Les Français, qui retrouvaient leur enceinte après l'avoir laissée en demi-finale du Mondial, peinaient pourtant à rentrer dans le match et les Irlandais s'installaient dans leur camp. Mais trop imprécis, dominés en touche et en mêlée, peu aidés, il est vrai, par la défense impitoyable de Szarzewski en premier rideau et Dusautoir en troisième, ils furent incapables de concrétiser leurs temps forts. A l'image de l'ouvreur O'Gara, régulier au pied mais à la peine dans le jeu, et qui gâcha d'une passe imprécise un essai qui semblait inévitable.
Ce temps d'adaptation passé, les Français firent parler la poudre à la première occasion en exposant leur art du contre.
Vincent Clerc avait marqué deux essais en Ecosse et fut relégué sur le banc. Remis en selle par la blessure de Julien Malzieu, il dut penser n'en avoir pas fait assez et en inscrivit trois. D'abord sur un judicieux service au pied de Jean-Baptiste Elissalde (7-0, 15), puis sur une contre-attaque menée par Skrela (12-3, 19).
Le calvaire de son alter ego, Geordan Murphy, n'était pas terminé. Peu avant la pause, Heymans profitait d'une perte de balle d'O'Gara pour trouver son partenaire toulousain, qui devenait le sixième joueur français à s'offrir un "hat-trick" dans le Tournoi (19-6, 37).
Cette évidente facilité tourna au sentiment de supériorité lorsqu'Heymans profitait d'un coup de pied rasant d'Elissalde pour ajouter un quatrième essai dès le retour des vestiaires. Mal leur en prit! C'est le moment que choisirent les Irlandais pour entamer leur résurrection.

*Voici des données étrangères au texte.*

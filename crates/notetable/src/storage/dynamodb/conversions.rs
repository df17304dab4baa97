//! DynamoDB attribute conversion functions.
//!
//! Pure functions for converting between DynamoDB AttributeValue maps and the
//! core note types. These are testable in isolation without DynamoDB access.

use std::collections::HashMap;

use aws_sdk_dynamodb::types::{AttributeValue, ScalarAttributeType, TableStatus as SdkTableStatus};
use notetable_core::notes::{Note, NOTE, NOTE_ID, USER_ID};
use notetable_core::storage::{KeyValue, ScanCursor, StoreError};
use notetable_core::table::{AttributeType, TableStatus};

// ============================================================================
// Note conversions
// ============================================================================

/// Convert a Note to a DynamoDB item.
pub fn note_to_item(note: &Note) -> HashMap<String, AttributeValue> {
    let mut item = HashMap::new();
    item.insert(USER_ID.to_string(), AttributeValue::S(note.user_id.clone()));
    item.insert(
        NOTE_ID.to_string(),
        AttributeValue::N(note.note_id.to_string()),
    );
    item.insert(NOTE.to_string(), AttributeValue::S(note.note.clone()));
    item
}

/// Convert a DynamoDB item to a Note.
pub fn item_to_note(item: &HashMap<String, AttributeValue>) -> Result<Note, StoreError> {
    Ok(Note {
        user_id: get_string(item, USER_ID)?,
        note_id: get_i64(item, NOTE_ID)?,
        note: get_string(item, NOTE)?,
    })
}

fn get_string(item: &HashMap<String, AttributeValue>, key: &str) -> Result<String, StoreError> {
    item.get(key)
        .and_then(|v| v.as_s().ok())
        .cloned()
        .ok_or_else(|| StoreError::InvalidData(format!("Missing or invalid string field: {}", key)))
}

fn get_i64(item: &HashMap<String, AttributeValue>, key: &str) -> Result<i64, StoreError> {
    item.get(key)
        .and_then(|v| v.as_n().ok())
        .and_then(|n| n.parse().ok())
        .ok_or_else(|| StoreError::InvalidData(format!("Missing or invalid number field: {}", key)))
}

// ============================================================================
// Continuation tokens
// ============================================================================

/// Convert a scan cursor to an `ExclusiveStartKey`.
pub fn cursor_to_key(cursor: &ScanCursor) -> HashMap<String, AttributeValue> {
    cursor
        .iter()
        .map(|(name, value)| {
            let value = match value {
                KeyValue::S(s) => AttributeValue::S(s.clone()),
                KeyValue::N(n) => AttributeValue::N(n.clone()),
            };
            (name.clone(), value)
        })
        .collect()
}

/// Convert a `LastEvaluatedKey` to a scan cursor.
///
/// An absent or empty key means the scan is complete.
pub fn key_to_cursor(
    key: Option<HashMap<String, AttributeValue>>,
) -> Result<Option<ScanCursor>, StoreError> {
    let Some(key) = key.filter(|k| !k.is_empty()) else {
        return Ok(None);
    };

    key.into_iter()
        .map(|(name, value)| match value {
            AttributeValue::S(s) => Ok((name, KeyValue::S(s))),
            AttributeValue::N(n) => Ok((name, KeyValue::N(n))),
            other => Err(StoreError::InvalidData(format!(
                "Unsupported key type for '{}': {:?}",
                name, other
            ))),
        })
        .collect::<Result<ScanCursor, _>>()
        .map(Some)
}

// ============================================================================
// Table metadata
// ============================================================================

pub fn to_scalar_type(attr_type: AttributeType) -> ScalarAttributeType {
    match attr_type {
        AttributeType::String => ScalarAttributeType::S,
        AttributeType::Number => ScalarAttributeType::N,
    }
}

pub fn to_table_status(status: &SdkTableStatus) -> TableStatus {
    match status {
        SdkTableStatus::Active => TableStatus::Active,
        SdkTableStatus::Creating => TableStatus::Creating,
        SdkTableStatus::Updating => TableStatus::Updating,
        SdkTableStatus::Deleting => TableStatus::Deleting,
        SdkTableStatus::Archiving => TableStatus::Archiving,
        SdkTableStatus::Archived => TableStatus::Archived,
        SdkTableStatus::InaccessibleEncryptionCredentials => {
            TableStatus::InaccessibleEncryptionCredentials
        }
        other => TableStatus::Unknown(other.as_str().to_string()),
    }
}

Le pack vert se décida à avancer et mit son homologue français au supplice. Au terme d'un long travail de sape et après trois mêlées sur la ligne des cinq mètres français, l'arbitre leur accorda un essai de pénalité. Ils continuèrent d'appuyer sur cette corde sensible et ajoutèrent dans la foulée cinq nouveaux points par le troisième ligne David Wallace (26-18, 61)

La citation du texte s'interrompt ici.